PayPal, the e-commerce company owned by eBay, is besieged by competitors, from hot startups to Silicon Valley giants. Stripe has made a successful run at its payment-processing business; Square is making huge strides in point-of-sale systems; and PayPal’s mobile wallet service has failed to become mainstream, engulfed in a sea of rivals that includes Google and Isis.
But this week, it surfaced that PayPal is exploring a possible acquisition of BrainTree, the Chicago-based payments company. TechCrunch reported Thursday that BrainTree is looking for a $1 billion bid from a narrow list of companies that can afford such a (likely too high) figure. Google and Square are said to be in the running, but it’s PayPal that could emerge as the most serious candidate for the purchase. If true, BrainTree would not only bring PayPal a promising upstart that processes more than $10 billion in annualized payments but also provide the tired brand with a much-needed, refreshing air of cool.

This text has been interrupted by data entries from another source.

//! Session manager: opaque session ids to isolated stores, with TTL eviction.

use std::collections::HashMap;
use std::sync::{Arc, Mutex, MutexGuard};
use std::time::{Duration, Instant};

use tracing::info;

use crate::observability::Event;

use super::artifact_store::ArtifactStore;
use super::errors::{StoreError, StoreResult};

/// Default idle time after which a session is evicted (2 hours).
pub const DEFAULT_SESSION_TTL: Duration = Duration::from_secs(7200);

/// Maps session ids to per-session stores.
///
/// The map has its own lock, distinct from every store's lock, so a slow
/// operation inside one session never blocks creation or eviction of
/// another. Expired sessions are evicted opportunistically on every
/// [`get_or_create`](SessionManager::get_or_create). A store that is still
/// referenced by an in-flight request is never evicted, regardless of age.
pub struct SessionManager {
    sessions: Mutex<HashMap<String, Arc<ArtifactStore>>>,
    ttl: Duration,
}

impl Default for SessionManager {
    fn default() -> Self {
        Self::new(DEFAULT_SESSION_TTL)
    }
}

impl SessionManager {
    pub fn new(ttl: Duration) -> Self {
        Self {
            sessions: Mutex::new(HashMap::new()),
            ttl,
        }
    }

    pub fn ttl(&self) -> Duration {
        self.ttl
    }

    fn lock(&self) -> StoreResult<MutexGuard<'_, HashMap<String, Arc<ArtifactStore>>>> {
        self.sessions.lock().map_err(|_| StoreError::lock_poisoned())
    }

    /// Returns the session's store, creating a freshly seeded one if absent.
    pub fn get_or_create(&self, session_id: &str) -> StoreResult<Arc<ArtifactStore>> {
        let mut sessions = self.lock()?;
        self.evict_locked(&mut sessions, Instant::now());

        if let Some(store) = sessions.get(session_id) {
            store.touch();
            return Ok(Arc::clone(store));
        }

        let store = Arc::new(ArtifactStore::new());
        sessions.insert(session_id.to_string(), Arc::clone(&store));
        info!(
            event = %Event::SessionCreated,
            session = session_id,
            active_sessions = sessions.len(),
            "session created"
        );
        Ok(store)
    }

    /// Evicts expired sessions now. Returns the evicted ids.
    pub fn evict_expired(&self) -> StoreResult<Vec<String>> {
        let mut sessions = self.lock()?;
        Ok(self.evict_locked(&mut sessions, Instant::now()))
    }

    /// Ids of live sessions, sorted. Expired sessions are evicted first.
    pub fn session_ids(&self) -> StoreResult<Vec<String>> {
        let mut sessions = self.lock()?;
        self.evict_locked(&mut sessions, Instant::now());
        let mut ids: Vec<String> = sessions.keys().cloned().collect();
        ids.sort();
        Ok(ids)
    }

    pub fn active_session_count(&self) -> StoreResult<usize> {
        Ok(self.lock()?.len())
    }

    fn evict_locked(
        &self,
        sessions: &mut HashMap<String, Arc<ArtifactStore>>,
        now: Instant,
    ) -> Vec<String> {
        let expired: Vec<String> = sessions
            .iter()
            .filter(|(_, store)| {
                // The map's own reference is the only one for idle stores.
                Arc::strong_count(store) == 1
                    && now.saturating_duration_since(store.last_accessed()) > self.ttl
            })
            .map(|(id, _)| id.clone())
            .collect();

        for id in &expired {
            sessions.remove(id);
            info!(event = %Event::SessionEvicted, session = %id, "session expired");
        }
        expired
    }
}
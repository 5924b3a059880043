//! Per-session artifact store.
//!
//! Holds one draft, one optional runtime bundle and one verification
//! status behind a single exclusive lock. Every mutation bumps the draft
//! revision and returns the new draft snapshot; every failed operation
//! leaves the store untouched.

use std::collections::{BTreeMap, BTreeSet, HashSet};
use std::sync::{Mutex, MutexGuard};
use std::time::Instant;

use chrono::Utc;
use serde_json::json;
use tracing::{info, warn};

use crate::observability::Event;
use crate::registry::ValidationError;
use crate::rules::Rule;

use super::errors::{StoreError, StoreResult};
use super::seed::seed_draft;
use super::types::{
    ArtifactBundle, DraftProposals, FactExclusionGroup, IncompatibilityPair, InfeasibilityEntry,
    Promotion, Provenance, VerificationState, VerificationStatus,
};

struct StoreState {
    draft: DraftProposals,
    runtime: Option<ArtifactBundle>,
    verification: VerificationStatus,
}

impl StoreState {
    /// Applies `apply` to the draft and stamps a new revision.
    ///
    /// Callers run every check before calling this.
    fn mutate<F>(&mut self, updated_by: &str, change_summary: String, apply: F) -> DraftProposals
    where
        F: FnOnce(&mut DraftProposals),
    {
        apply(&mut self.draft);
        let manifest = &mut self.draft.manifest;
        manifest.revision += 1;
        manifest.updated_at = Utc::now();
        manifest.updated_by = updated_by.to_string();
        manifest.change_summary = change_summary;

        info!(
            event = %Event::DraftMutated,
            revision = manifest.revision,
            updated_by,
            change_summary = %manifest.change_summary,
            "draft updated"
        );
        self.draft.clone()
    }

    fn candidate(&self) -> ArtifactBundle {
        let runtime = self.runtime.as_ref();

        let mut merged: BTreeMap<String, Rule> = runtime
            .map(|bundle| {
                bundle
                    .ruleset
                    .iter()
                    .map(|r| (r.rule_id().to_string(), r.clone()))
                    .collect()
            })
            .unwrap_or_default();
        for rule in &self.draft.proposals {
            merged.insert(rule.rule_id().to_string(), rule.clone());
        }

        let mut rule_provenance = runtime
            .map(|bundle| bundle.rule_provenance.clone())
            .unwrap_or_default();
        rule_provenance.extend(
            self.draft
                .rule_provenance
                .iter()
                .map(|(k, v)| (k.clone(), v.clone())),
        );

        ArtifactBundle {
            manifest: self.draft.manifest.clone(),
            ruleset: merged.into_values().collect(),
            rule_provenance,
            constraints: self
                .draft
                .constraints
                .overlay(runtime.map(|bundle| &bundle.constraints)),
            proof_report: json!({
                "status": "preview",
                "notes": "Candidate bundle built from runtime + draft proposals.",
            }),
        }
    }

    fn promote(&mut self, candidate: ArtifactBundle, promotion: Promotion) -> ArtifactBundle {
        let verified_at = promotion.verified_at.unwrap_or_else(Utc::now);
        let mut bundle = candidate;
        bundle.proof_report = promotion.proof_report;

        self.runtime = Some(bundle.clone());
        self.verification = VerificationStatus {
            status: VerificationState::Verified,
            verified_at: Some(verified_at),
            verified_by: Some(promotion.verified_by.clone()),
            verified_snapshot_dir: promotion.verified_snapshot_dir.clone(),
        };
        // Proposals are now part of the runtime; constraints stay in the draft.
        self.draft.proposals.clear();
        self.draft.rule_provenance.clear();

        info!(
            event = %Event::RuntimePromoted,
            revision = bundle.manifest.revision,
            rules = bundle.ruleset.len(),
            verified_by = %promotion.verified_by,
            snapshot = ?promotion.verified_snapshot_dir,
            "candidate promoted to runtime; draft proposals reset"
        );
        bundle
    }
}
use chrono::Utc;
use serde_json::{json, Value};
use tracing::{info, warn};

use crate::certificate::{check_invariants, generate_certificate, CertificateInput, InvariantReport, CERTIFICATE_FILE};
use crate::config::KernelConfig;
use crate::conflict::{detect_conflicts, unresolvable};
use crate::observability::{Event, KernelMetrics, ObservationScope};
use crate::snapshot::{session_dir, write_snapshot, SnapshotPayload};
use crate::store::{ArtifactBundle, ArtifactStore, Promotion};
use crate::verify::{verifier_for, VerifyMode, VerifyResult};

use super::errors::{PublishError, PublishResult};
use super::{PublishReport, PublishRequest};

/// Runs publications for one kernel configuration.
pub struct Publisher<'a> {
    config: &'a KernelConfig,
    metrics: &'a KernelMetrics,
}

impl<'a> Publisher<'a> {
    pub fn new(config: &'a KernelConfig, metrics: &'a KernelMetrics) -> Self {
        Self { config, metrics }
    }

    /// Publishes the session's current candidate.
    pub fn publish(
        &self,
        store: &ArtifactStore,
        session_id: &str,
        request: &PublishRequest,
    ) -> PublishResult<PublishReport> {
        let scope = ObservationScope::new(Event::Publish, session_id);
        match self.run(store, session_id, request) {
            Ok(report) => {
                scope.complete(if report.runtime_promoted {
                    "promoted"
                } else {
                    "written"
                });
                Ok(report)
            }
            Err(e) => {
                scope.fail(&e.to_string());
                Err(e)
            }
        }
    }

    fn run(
        &self,
        store: &ArtifactStore,
        session_id: &str,
        request: &PublishRequest,
    ) -> PublishResult<PublishReport> {
        let candidate = store.build_candidate_runtime_bundle()?;
        info!(
            event = %Event::CandidateBuilt,
            session = session_id,
            revision = candidate.manifest.revision,
            rules = candidate.ruleset.len(),
        );

        let conflicts = detect_conflicts(&candidate.ruleset);
        if !conflicts.is_empty() {
            info!(
                event = %Event::ConflictsDetected,
                session = session_id,
                count = conflicts.len(),
            );
        }
        let blocking = unresolvable(&conflicts);
        if !blocking.is_empty() {
            self.metrics.increment_publishes_rejected();
            warn!(
                event = %Event::PublishRejected,
                session = session_id,
                unresolvable = blocking.len(),
                "unresolvable conflicts in candidate"
            );
            return Err(PublishError::UnresolvableConflicts {
                conflicts: blocking,
            });
        }

        let payload = SnapshotPayload::from_bundle(&candidate, &self.config.domain, Utc::now());
        let mut snapshot = write_snapshot(
            &session_dir(&self.config.artifact_dir, session_id),
            &payload,
        )?;
        self.metrics.increment_snapshots();
        info!(
            event = %Event::SnapshotCreated,
            session = session_id,
            directory = %snapshot.directory.display(),
            revision = payload.manifest.revision,
        );

        let cert_input = CertificateInput::from(&payload.inputs);
        let mut certificate_generated = false;
        if request.mode == VerifyMode::Certificate {
            let path = snapshot.add_text_file(
                "certificate",
                CERTIFICATE_FILE,
                &generate_certificate(&cert_input),
            )?;
            certificate_generated = true;
            info!(
                event = %Event::CertificateWritten,
                session = session_id,
                path = %path.display(),
            );
        }

        let mut precheck = None;
        let mut verify_result = None;
        let mut runtime_promoted = false;

        if request.verify {
            precheck = check_invariants(&cert_input);
            let verifier = verifier_for(request.mode, self.config);
            let result = verifier.verify(&snapshot.directory, request.timeout_seconds);
            self.metrics
                .record_verification(result.ok, result.timed_out());

            if result.ok {
                let verified_by = request
                    .published_by
                    .clone()
                    .unwrap_or_else(|| candidate.manifest.updated_by.clone());
                let promotion = Promotion::new(verified_by)
                    .with_snapshot_dir(snapshot.directory.clone())
                    .with_verified_at(Utc::now())
                    .with_proof_report(proof_report(
                        request.mode,
                        &result,
                        precheck.as_ref(),
                        &candidate,
                    ));
                store.promote_verified_candidate(&candidate, promotion)?;
                self.metrics.increment_promotions();
                runtime_promoted = true;
            }
            verify_result = Some(result);
        }

        Ok(PublishReport {
            directory: snapshot.directory,
            manifest: payload.manifest,
            files: snapshot.files,
            conflicts,
            verify_mode: request.mode,
            verify_result,
            certificate_generated,
            runtime_promoted,
            precheck,
        })
    }
}

fn proof_report(
    mode: VerifyMode,
    result: &VerifyResult,
    precheck: Option<&InvariantReport>,
    candidate: &ArtifactBundle,
) -> Value {
    json!({
        "mode": mode,
        "revision": candidate.manifest.revision,
        "ruleset_version": candidate.manifest.ruleset_version,
        "verify": result,
        "precheck": precheck,
    })
}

PayPal is still a behemoth in the industry. Though much attention has been paid to the billions of dollars processed by BrainTree, Square, and Stripe, their combined totals still pale in comparison to the amount handled by PayPal, which processed $145 billion last year from 132 million users. Its mobile payment volume alone is on track to reach $20 billion in 2013.
Still, it’s impossible not to notice the sea change that’s happening in the space. In cities like New York and San Francisco, Square is rapidly becoming a staple at coffee shops and small merchants. When I talk to developers, Stripe is nearly always their go-to choice for accepting payments online–it’s why startups like Foursquare and corporate brands like Walmart are increasingly turning to Stripe’s solution. (Disclosure: Fast Company uses Stripe to accept payments online.) And from a consumer perspective, there’s been little excitement about the products in PayPal’s roster. As ReadWrite’s Owen Thomas wrote yesterday, with one recent exception, he hasn’t been excited about using a PayPal product in 13 years.

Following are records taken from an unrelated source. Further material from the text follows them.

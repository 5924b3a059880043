//! rulekernel CLI entry point
//!
//! Parses arguments and dispatches to the CLI module. Errors go to stderr
//! and end the process with a non-zero exit status.

use rulekernel::cli;

fn main() {
    if let Err(e) = cli::run() {
        eprintln!("{}", e);
        std::process::exit(1);
    }
}
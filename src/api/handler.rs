//! API handler
//!
//! Parses one request, dispatches it to the kernel and wraps the outcome
//! in a response envelope. The kernel serializes per-session access, so
//! the handler holds no lock of its own.
//!
//! Flow per request:
//! 1. Parse the envelope
//! 2. Dispatch to the kernel operation named by `op`
//! 3. Serialize the result as `data`, or the error as `code`/`message`

use serde::Serialize;
use serde_json::{json, Value};
use tracing::{debug, warn};

use crate::kernel::Kernel;

use super::errors::{ApiError, ApiResult};
use super::request::{artifact_documents, publish_request, Request, DEFAULT_ARTIFACT_TIMEOUT_SECONDS};
use super::response::Response;

fn to_data<T: Serialize>(value: &T) -> ApiResult<Value> {
    serde_json::to_value(value)
        .map_err(|e| ApiError::internal(format!("Failed to serialize response: {}", e)))
}

/// Request handler bound to one kernel
pub struct ApiHandler<'a> {
    kernel: &'a Kernel,
}

impl<'a> ApiHandler<'a> {
    pub fn new(kernel: &'a Kernel) -> Self {
        Self { kernel }
    }

    /// Handle a raw JSON request string
    pub fn handle(&self, json_request: &str) -> Response {
        let request = match Request::parse(json_request) {
            Ok(r) => r,
            Err(e) => {
                warn!(code = e.code(), reason = e.message(), "rejected request");
                return Response::error(&e);
            }
        };

        let op = request.op();
        match self.dispatch(request) {
            Ok(data) => {
                debug!(op, "request handled");
                Response::success(data)
            }
            Err(e) => {
                debug!(op, code = e.code(), status = e.status(), "request failed");
                Response::error(&e)
            }
        }
    }

    /// Runs a parsed request against the kernel.
    pub fn dispatch(&self, request: Request) -> ApiResult<Value> {
        let k = self.kernel;
        match request {
            Request::GetDraft { session } => to_data(&k.draft(&session)?),
            Request::GetCandidate { session } => to_data(&k.candidate(&session)?),
            Request::GetConflicts { session } => to_data(&k.conflicts(&session)?),
            Request::GetVerificationStatus { session } => {
                to_data(&k.verification_status(&session)?)
            }
            Request::GetRuntimeRuleset { session } => to_data(&k.runtime_ruleset(&session)?),
            Request::ActiveView { session } => to_data(&k.active_view(&session)?),
            Request::RuntimeView { session } => to_data(&k.runtime_view(&session)?),

            Request::ReplaceDraft {
                session,
                ruleset_version,
                updated_by,
                change_summary,
                rules,
            } => to_data(&k.replace_draft(
                &session,
                &ruleset_version,
                &updated_by,
                &change_summary,
                rules,
            )?),
            Request::AddRule {
                session,
                rule,
                actor,
            } => to_data(&k.add_rule(&session, rule, &actor)?),
            Request::UpdateRule {
                session,
                rule_id,
                rule,
                actor,
            } => to_data(&k.update_rule(&session, &rule_id, rule, &actor)?),
            Request::RemoveRule {
                session,
                rule_id,
                actor,
            } => to_data(&k.remove_rule(&session, &rule_id, &actor)?),

            Request::AddIncompatibility {
                session,
                a,
                b,
                actor,
            } => to_data(&k.add_incompatibility(&session, &a, &b, &actor)?),
            Request::UpdateIncompatibility {
                session,
                index,
                a,
                b,
                actor,
            } => to_data(&k.update_incompatibility(&session, index, &a, &b, &actor)?),
            Request::RemoveIncompatibility {
                session,
                index,
                actor,
            } => to_data(&k.remove_incompatibility(&session, index, &actor)?),
            Request::AddInfeasibility {
                session,
                action,
                premises,
                actor,
            } => to_data(&k.add_infeasibility(&session, &action, premises, &actor)?),
            Request::UpdateInfeasibility {
                session,
                index,
                action,
                premises,
                actor,
            } => to_data(&k.update_infeasibility(&session, index, &action, premises, &actor)?),
            Request::RemoveInfeasibility {
                session,
                index,
                actor,
            } => to_data(&k.remove_infeasibility(&session, index, &actor)?),
            Request::AddFactExclusion {
                session,
                facts,
                actor,
            } => to_data(&k.add_fact_exclusion(&session, facts, &actor)?),
            Request::UpdateFactExclusion {
                session,
                index,
                facts,
                actor,
            } => to_data(&k.update_fact_exclusion(&session, index, facts, &actor)?),
            Request::RemoveFactExclusion {
                session,
                index,
                actor,
            } => to_data(&k.remove_fact_exclusion(&session, index, &actor)?),

            Request::Publish {
                session,
                verify,
                mode,
                timeout_seconds,
                published_by,
            } => {
                let request = publish_request(verify, mode, timeout_seconds, published_by);
                to_data(&k.publish(&session, &request)?)
            }
            Request::Retrieve {
                session,
                facts,
                proposed_action,
            } => to_data(&k.retrieve(&session, &facts, proposed_action.as_deref())?),
            Request::ListSnapshots { session } => to_data(&k.list_snapshots(&session)?),
            Request::VerifyArtifacts {
                ruleset,
                incompatibility,
                infeasibility,
                fact_exclusions,
                timeout_seconds,
            } => {
                let documents =
                    artifact_documents(ruleset, incompatibility, infeasibility, fact_exclusions);
                let timeout = timeout_seconds.unwrap_or(DEFAULT_ARTIFACT_TIMEOUT_SECONDS);
                to_data(&k.verify_artifacts(&documents, timeout)?)
            }

            Request::Registry => {
                let registry = k.registry();
                Ok(json!({
                    "facts": registry.facts(),
                    "actions": registry.actions(),
                    "verdict_kinds": registry.verdict_kinds(),
                }))
            }
            Request::Metrics => to_data(&k.metrics()),
            Request::EvictExpired => Ok(json!({ "evicted": k.evict_expired()? })),
        }
    }
}

#[cfg(test)]
mod tests {
    use super::*;
    use crate::config::KernelConfig;
    use tempfile::TempDir;

    fn kernel(root: &TempDir) -> Kernel {
        Kernel::new(KernelConfig {
            artifact_dir: root.path().to_path_buf(),
            ..KernelConfig::default()
        })
        .unwrap()
    }

    #[test]
    fn test_get_draft_returns_seed() {
        let root = TempDir::new().unwrap();
        let kernel = kernel(&root);
        let handler = ApiHandler::new(&kernel);

        let resp = handler.handle(r#"{"op":"get_draft","session":"s1"}"#);
        assert!(resp.is_success());
        let data = resp.data().unwrap();
        assert_eq!(data["proposals"].as_array().unwrap().len(), 4);
        assert_eq!(data["manifest"]["revision"], 1);
    }

    #[test]
    fn test_duplicate_rule_maps_to_store_code() {
        let root = TempDir::new().unwrap();
        let kernel = kernel(&root);
        let handler = ApiHandler::new(&kernel);

        let resp = handler.handle(
            r#"{"op":"add_rule","session":"s1","actor":"a","rule":{
                "rule_id":"hg_obligate_expedited_delivery_placental_abruption",
                "premises":["Dx.PlacentalAbruption"],
                "outcome":"Obligated(Action.ExpeditedDelivery)"}}"#,
        );
        assert_eq!(resp.error_code(), Some("KERNEL_DUPLICATE_RULE"));
    }

    #[test]
    fn test_retrieve_before_verification_is_refused() {
        let root = TempDir::new().unwrap();
        let kernel = kernel(&root);
        let handler = ApiHandler::new(&kernel);

        let resp =
            handler.handle(r#"{"op":"retrieve","session":"s1","facts":["Dx.PlacentalAbruption"]}"#);
        assert_eq!(resp.error_code(), Some("KERNEL_RUNTIME_NOT_VERIFIED"));
    }

    #[test]
    fn test_registry_and_metrics() {
        let root = TempDir::new().unwrap();
        let kernel = kernel(&root);
        let handler = ApiHandler::new(&kernel);

        let registry = handler.handle(r#"{"op":"registry"}"#);
        let data = registry.data().unwrap();
        assert!(data["facts"]
            .as_array()
            .unwrap()
            .contains(&json!("Dx.Preeclampsia")));
        assert_eq!(data["verdict_kinds"].as_array().unwrap().len(), 4);

        handler.handle(r#"{"op":"remove_rule","session":"s","rule_id":"nope","actor":"a"}"#);
        let metrics = handler.handle(r#"{"op":"metrics"}"#);
        assert!(metrics.is_success());
    }

    #[test]
    fn test_unverified_publish_reports_files() {
        let root = TempDir::new().unwrap();
        let kernel = kernel(&root);
        let handler = ApiHandler::new(&kernel);

        let resp = handler.handle(r#"{"op":"publish","session":"s1","verify":false}"#);
        let data = resp.data().unwrap();
        assert_eq!(data["runtime_promoted"], false);
        assert!(data["verify_result"].is_null());
        assert_eq!(data["files"].as_object().unwrap().len(), 6);

        let listed = handler.handle(r#"{"op":"list_snapshots","session":"s1"}"#);
        assert_eq!(listed.data().unwrap().as_array().unwrap().len(), 1);
    }
}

BrainTree, however, offers PayPal the company a chance to recapture some of its early je ne sais quoi. The company’s solution is used by a slew of high-profile startups, including Airbnb, Uber, and Fab. What’s more, BrainTree smartly acquired Venmo last year for just $26.2 million, an exceptional asset. Venmo enables users to share money with each other, simply and securely. As a tech reporter, I find myself always recommending if not urging my friends to try new applications, but Venmo is the one instance (outside Airbnb) where those close to me, of all ages and tech savvy, have beat me to the punch, independently demanding that I join the service. Last month, Slate even went so far as to write that Venmo is “light years ahead of PayPal” in this area.

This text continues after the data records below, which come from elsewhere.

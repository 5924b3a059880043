//! API errors
//!
//! API errors are pass-through: they keep the stable code and status of
//! the subsystem error they wrap. Only malformed envelopes and unknown
//! operations originate here.

use std::fmt;

use crate::config::ConfigError;
use crate::publish::PublishError;
use crate::registry::ValidationError;
use crate::retrieval::RetrievalError;
use crate::snapshot::SnapshotError;
use crate::store::StoreError;

/// Error codes owned by the API layer
#[derive(Debug, Clone, Copy, PartialEq, Eq)]
pub enum ApiErrorCode {
    /// Request is not valid JSON or is missing required fields
    InvalidRequest,
    /// `op` names no known operation
    UnknownOperation,
    /// Response data could not be serialized
    Internal,
}

impl ApiErrorCode {
    pub fn code(&self) -> &'static str {
        match self {
            ApiErrorCode::InvalidRequest => "KERNEL_INVALID_REQUEST",
            ApiErrorCode::UnknownOperation => "KERNEL_UNKNOWN_OPERATION",
            ApiErrorCode::Internal => "KERNEL_INTERNAL",
        }
    }

    pub fn status_code(&self) -> u16 {
        match self {
            ApiErrorCode::InvalidRequest | ApiErrorCode::UnknownOperation => 400,
            ApiErrorCode::Internal => 500,
        }
    }
}

impl fmt::Display for ApiErrorCode {
    fn fmt(&self, f: &mut fmt::Formatter<'_>) -> fmt::Result {
        write!(f, "{}", self.code())
    }
}

/// Error reported in a response envelope.
#[derive(Debug, Clone, PartialEq, Eq)]
pub struct ApiError {
    code: String,
    message: String,
    status: u16,
}

impl ApiError {
    fn new(code: impl Into<String>, message: impl Into<String>, status: u16) -> Self {
        Self {
            code: code.into(),
            message: message.into(),
            status,
        }
    }

    fn owned(code: ApiErrorCode, message: impl Into<String>) -> Self {
        Self::new(code.code(), message, code.status_code())
    }

    pub fn invalid_request(reason: impl Into<String>) -> Self {
        Self::owned(ApiErrorCode::InvalidRequest, reason)
    }

    pub fn unknown_operation(op: &str) -> Self {
        Self::owned(
            ApiErrorCode::UnknownOperation,
            format!("Unknown operation: {}", op),
        )
    }

    pub fn internal(message: impl Into<String>) -> Self {
        Self::owned(ApiErrorCode::Internal, message)
    }

    pub fn code(&self) -> &str {
        &self.code
    }

    pub fn message(&self) -> &str {
        &self.message
    }

    /// HTTP-like status for collaborators that front the kernel over HTTP.
    pub fn status(&self) -> u16 {
        self.status
    }
}

impl fmt::Display for ApiError {
    fn fmt(&self, f: &mut fmt::Formatter<'_>) -> fmt::Result {
        write!(f, "{}: {}", self.code, self.message)
    }
}

impl std::error::Error for ApiError {}

impl From<ValidationError> for ApiError {
    fn from(err: ValidationError) -> Self {
        Self::new(err.code(), err.to_string(), err.status_code())
    }
}

impl From<StoreError> for ApiError {
    fn from(err: StoreError) -> Self {
        Self::new(err.code(), err.to_string(), err.status_code())
    }
}

impl From<PublishError> for ApiError {
    fn from(err: PublishError) -> Self {
        Self::new(err.code(), err.to_string(), err.status_code())
    }
}

impl From<RetrievalError> for ApiError {
    fn from(err: RetrievalError) -> Self {
        Self::new(err.code(), err.to_string(), err.status_code())
    }
}

impl From<SnapshotError> for ApiError {
    fn from(err: SnapshotError) -> Self {
        Self::new(err.code().code(), err.to_string(), err.status_code())
    }
}

impl From<ConfigError> for ApiError {
    fn from(err: ConfigError) -> Self {
        Self::new("KERNEL_CONFIG_ERROR", err.to_string(), 500)
    }
}

/// Result type for API operations
pub type ApiResult<T> = Result<T, ApiError>;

So perhaps it’s no wonder why it was clearly top of mind for Anuj Nayar, PayPal’s senior director of global initiatives, during a recent interview. When I mentioned how it’s becoming increasingly common to see friends trend away from PayPal and toward Venmo, Nayar agreed with my assessment, surprisingly.
“I think so too–Venmo has done a great job,” he said. “They did a great job targeting college kids–that’s what they did.”
But despite how hip Venmo might now be with the twentysomething set, Nayar stressed that PayPal can earn back the same air of cool, without Venmo’s help. “It’s not a very difficult thing to replicate,” he said of Venmo’s success advertising to younger generations. “That’s what we’re looking at. Nothing is final yet, but we’re definitely looking at some significant outreach to 18- to 24-year-olds, because we do think there’s a massive opportunity to get people habituated with PayPal at the onset.”
“[We can] catch someone at 18,” he continued, “and say, ‘If you get PayPal, you can pay your friends or order food.’ That’s the opportunity.”